The expected answer is every line of the material, reproduced exactly.

== Data for the task ==
__________
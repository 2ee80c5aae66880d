//! # Distribution Network Resilience Library
//!
//! Models a small electrical distribution network as an undirected weighted graph, simulates
//! line failures and repairs on it, and computes the cheapest path from the power station to
//! every house after each change.
//!
//! Common functionality for the grid server and command line interface.

use serde::{Deserialize, Serialize};

pub mod graph;
pub mod io;
pub mod report;
pub mod shortest_path;
pub mod simulation;
pub mod types;

pub use graph::{Edge, Network, NetworkState};
pub use report::{Distance, DistanceReport, VertexDistance};
pub use shortest_path::compute_distances;
pub use simulation::{Operation, SimulationConfig, Simulator, StepOutcome};
pub use types::*;

/// Represents the reasons why an operation on the network might fail.
///
/// None of these are fatal: a failed operation never leaves the network partially mutated.
#[derive(Serialize, Deserialize, Clone, Debug, PartialEq, Eq)]
#[serde(tag = "type", content = "content")] // content will be used for BadInput(String)
pub enum SimulationFailure {
    /// There is no active edge left to fail.
    NoEdgesToRemove,
    /// The removal stack is empty.
    NothingToRestore,
    /// The requested source vertex is outside `[0, vertices)`.
    InvalidSource {
        source: VertexIndex,
        vertices: usize,
    },
    BadInput(String),
}

impl std::error::Error for SimulationFailure {}

impl std::fmt::Display for SimulationFailure {
    fn fmt(&self, f: &mut std::fmt::Formatter) -> std::fmt::Result {
        match self {
            SimulationFailure::NoEdgesToRemove => write!(f, "No more lines to remove."),
            SimulationFailure::NothingToRestore => write!(f, "No line to restore."),
            SimulationFailure::InvalidSource { source, vertices } => write!(
                f,
                "Invalid source vertex {} (network has {} vertices).",
                source, vertices
            ),
            SimulationFailure::BadInput(reason) => write!(f, "Bad input: {}", reason),
        }
    }
}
__________
== Reply ==
repository 2ee80c5aae66880d
//! # Distribution Network Resilience Library
//!
//! Models a small electrical distribution network as an undirected weighted graph, simulates
//! line failures and repairs on it, and computes the cheapest path from the power station to
//! every house after each change.
//!
//! Common functionality for the grid server and command line interface.

use serde::{Deserialize, Serialize};

pub mod graph;
pub mod io;
pub mod report;
pub mod shortest_path;
pub mod simulation;
pub mod types;

pub use graph::{Edge, Network, NetworkState};
pub use report::{Distance, DistanceReport, VertexDistance};
pub use shortest_path::compute_distances;
pub use simulation::{Operation, SimulationConfig, Simulator, StepOutcome};
pub use types::*;

/// Represents the reasons why an operation on the network might fail.
///
/// None of these are fatal: a failed operation never leaves the network partially mutated.
#[derive(Serialize, Deserialize, Clone, Debug, PartialEq, Eq)]
#[serde(tag = "type", content = "content")] // content will be used for BadInput(String)
pub enum SimulationFailure {
    /// There is no active edge left to fail.
    NoEdgesToRemove,
    /// The removal stack is empty.
    NothingToRestore,
    /// The requested source vertex is outside `[0, vertices)`.
    InvalidSource {
        source: VertexIndex,
        vertices: usize,
    },
    BadInput(String),
}

impl std::error::Error for SimulationFailure {}

impl std::fmt::Display for SimulationFailure {
    fn fmt(&self, f: &mut std::fmt::Formatter) -> std::fmt::Result {
        match self {
            SimulationFailure::NoEdgesToRemove => write!(f, "No more lines to remove."),
            SimulationFailure::NothingToRestore => write!(f, "No line to restore."),
            SimulationFailure::InvalidSource { source, vertices } => write!(
                f,
                "Invalid source vertex {} (network has {} vertices).",
                source, vertices
            ),
            SimulationFailure::BadInput(reason) => write!(f, "Bad input: {}", reason),
        }
    }
}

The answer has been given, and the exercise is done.